Onverminderd andere bepalingen van dit besluit, worden de bijdragen binnen 30 dagen na het verzenden van het desbetreffende verzoek betaald, met uitzondering van het eerste verzoek om een bijdrage voor de begroting van een nieuw begrotingsjaar, in welk geval de termijn voor betaling 40 dagen na het verzenden van het desbetreffende verzoek bedraagt.
9.
Ieder deel van de vervroegde bijdragen aan minimumdeposito's dat wordt besteed, wordt aangevuld door de bijdrage van de betrokken lidstaten in het volgende gewone verzoek om bijdragen te verhogen, tenzij deze lidstaten hun bijdrage reeds van tevoren hebben aangevuld.

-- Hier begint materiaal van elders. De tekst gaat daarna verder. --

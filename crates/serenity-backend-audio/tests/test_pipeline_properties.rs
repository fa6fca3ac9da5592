//! Pipeline-wide properties checked across moods and stages.

use serenity_backend_audio::analysis::dominant_frequency;
use serenity_backend_audio::envelope::EnvelopeShape;
use serenity_backend_audio::profile::{self, MoodProfile};
use serenity_backend_audio::rng::create_rng;
use serenity_backend_audio::synthesis::harmonics;
use serenity_backend_audio::therapy::{self, EffectDecision};
use serenity_backend_audio::{binaural, finalize, instrument, synthesize};
use serenity_spec::{Mood, SynthesisConfig, SynthesisRequest};

fn labels(names: &[&str]) -> Vec<String> {
    names.iter().map(|s| s.to_string()).collect()
}

// ============================================================================
// Baseline and fallback
// ============================================================================

#[test]
fn test_no_history_keeps_history_stages_off() {
    for mood in Mood::ALL {
        let decision = EffectDecision::compute(mood, &[]);
        assert_eq!(decision.averages.stress, 5.0);
        assert_eq!(decision.averages.anxiety, 5.0);
        assert!(!decision.apply_stress_reduction, "{}", mood);
        assert!(!decision.apply_anxiety_relief, "{}", mood);
    }
}

#[test]
fn test_unknown_mood_matches_calm() {
    let config = SynthesisConfig::default();
    let calm = SynthesisRequest::builder("calm")
        .duration_seconds(1)
        .instrument("piano")
        .seed(99)
        .build();

    for label in ["melancholic", "", "CALM", "zen"] {
        let mut unknown = calm.clone();
        unknown.mood = label.to_string();

        let a = synthesize(&calm, &config).unwrap();
        let b = synthesize(&unknown, &config).unwrap();
        assert_eq!(a.samples(), b.samples(), "label {:?}", label);
        assert_eq!(b.metadata.mood, label);
    }
}

// ============================================================================
// Normalization
// ============================================================================

#[test]
fn test_every_mood_normalizes_to_unit_peak() {
    let config = SynthesisConfig::default();
    for mood in Mood::ALL {
        let request = SynthesisRequest::builder(mood.as_str())
            .duration_seconds(1)
            .instrument("strings")
            .seed(5)
            .build();
        let output = synthesize(&request, &config).unwrap();
        assert!((output.waveform.peak() - 1.0).abs() < 1e-9, "{}", mood);
        assert!(output.samples().iter().all(|s| s.is_finite()));
    }
}

#[test]
fn test_silent_profile_stays_silent() {
    let silent = MoodProfile::new(
        Mood::Calm,
        432.0,
        vec![1.0, 2.0],
        vec![0.0, 0.0],
        EnvelopeShape::SlowRise,
    )
    .unwrap();

    let waveform = harmonics::synthesize(&silent, 1, 22050, &mut create_rng(1));
    let composition_range = waveform.dynamic_range();
    let decision = EffectDecision::compute(Mood::Calm, &[]);
    let waveform = therapy::apply(waveform, &decision);
    let request = SynthesisRequest::builder("calm").duration_seconds(1).build();
    let (out, metadata) =
        finalize::finalize(waveform, &request, Mood::Calm, &decision, composition_range);

    assert_eq!(out.len(), 22050);
    assert!(out.samples().iter().all(|&s| s == 0.0));
    assert_eq!(metadata.audio_properties.dynamic_range, 0.0);
}

// ============================================================================
// Instruments
// ============================================================================

#[test]
fn test_instrument_order_matters() {
    let base = harmonics::synthesize(profile::lookup(Mood::Happy), 1, 22050, &mut create_rng(3));

    let forward = instrument::colorize(
        base.clone(),
        &labels(&["piano", "strings"]),
        &mut create_rng(4),
    );
    let reverse = instrument::colorize(base, &labels(&["strings", "piano"]), &mut create_rng(4));

    assert_ne!(forward.samples(), reverse.samples());
}

#[test]
fn test_flute_order_changes_the_clip() {
    let clip = |instruments: &[&str]| {
        let mut builder = SynthesisRequest::builder("happy").duration_seconds(1).seed(11);
        for name in instruments {
            builder = builder.instrument(*name);
        }
        synthesize(&builder.build(), &SynthesisConfig::default()).unwrap()
    };

    let flute_first = clip(&["flute", "piano"]);
    let piano_first = clip(&["piano", "flute"]);

    // Piano's decay only damps breath noise that was added before it.
    let max_diff = flute_first
        .samples()
        .iter()
        .zip(piano_first.samples())
        .map(|(a, b)| (a - b).abs())
        .fold(0.0, f64::max);
    assert!(max_diff > 1e-3, "max difference {}", max_diff);

    let tail = 22050 - 2205..22050;
    let tail_energy = |samples: &[f64]| samples[tail.clone()].iter().map(|s| s * s).sum::<f64>();
    assert!(tail_energy(piano_first.samples()) > tail_energy(flute_first.samples()));
}

#[test]
fn test_unknown_instruments_do_not_change_output() {
    let config = SynthesisConfig::default();
    let plain = SynthesisRequest::builder("peaceful")
        .duration_seconds(1)
        .instrument("piano")
        .seed(12)
        .build();
    let mut noisy = plain.clone();
    noisy.instruments = labels(&["kazoo", "piano", "theremin"]);

    let a = synthesize(&plain, &config).unwrap();
    let b = synthesize(&noisy, &config).unwrap();
    assert_eq!(a.samples(), b.samples());
}

// ============================================================================
// Binaural overlay
// ============================================================================

#[test]
fn test_binaural_admission() {
    assert!(!binaural::should_apply_label("happy"));
    assert!(binaural::should_apply_label("anxious"));
}

#[test]
fn test_anxious_overlay_injects_8hz() {
    let base = harmonics::synthesize(profile::lookup(Mood::Anxious), 2, 22050, &mut create_rng(8));
    let before = therapy::apply(base, &EffectDecision::compute(Mood::Anxious, &[]));
    let after = binaural::apply(before.clone(), Mood::Anxious);

    let added: Vec<f64> = after
        .samples()
        .iter()
        .zip(before.samples())
        .map(|(a, b)| a - b)
        .collect();

    let peak = dominant_frequency(&added, 22050, 1.0, 200.0);
    assert!((peak - 8.0).abs() <= 0.5, "dominant {} Hz", peak);
}

#[test]
fn test_happy_overlay_is_identity() {
    let base = harmonics::synthesize(profile::lookup(Mood::Happy), 1, 22050, &mut create_rng(8));
    assert_eq!(binaural::apply(base.clone(), Mood::Happy), base);
}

Indien het noodzakelijk is een beroep te doen op een minimumdeposito en de betrokken lidstaten hun bijdragen niet in de tussentijd hebben aangevuld, betalen zij het benodigde bedrag, in voorkomend geval, binnen vijf dagen, krachtens artikel 28, lid 3, punt b).
10.
Elke lidstaat die vooraf een bijdrage aan een minimumdeposito levert, kan de verantwoordelijke beheerder toestaan tot 75 % van die bijdrage te gebruiken om de bijdrage van de betrokken lidstaat aan een operatie of een steunmaatregel te dekken. In dat geval vult de betrokken lidstaat de vooraf betaalde bijdrage aan binnen 90 dagen na het verzenden van een verzoek daartoe door de verantwoordelijke beheerder.
11.
Wanneer de ontwerpbegroting aan het comité is voorgelegd, kan iedere beheerder vóór het einde van het lopende begrotingsjaar aan lidstaten met begrotings- en financiële procedures die geen betaling van hun bijdrage binnen de vastgestelde termijnen toestaan, een vervroegd verzoek doen om bijdragen aan de kredieten waarvoor hij verantwoordelijk is, bij wijze van vooruitbetaling op de bijdragen voor de begroting van het volgende begrotingsjaar.
12.
Elke bijdragende lidstaat of elke derde staat neemt de bankkosten van de betaling van zijn bijdrage voor zijn rekening.
13.
De beheerders bevestigen de ontvangst van de bijdragen waar zij om hebben verzocht.
14.
Verschuldigde terugbetalingen die niet volledig kunnen worden afgetrokken van de aan de faciliteit verschuldigde bijdragen, worden binnen 30 dagen aan de betrokken lidstaten terugbetaald.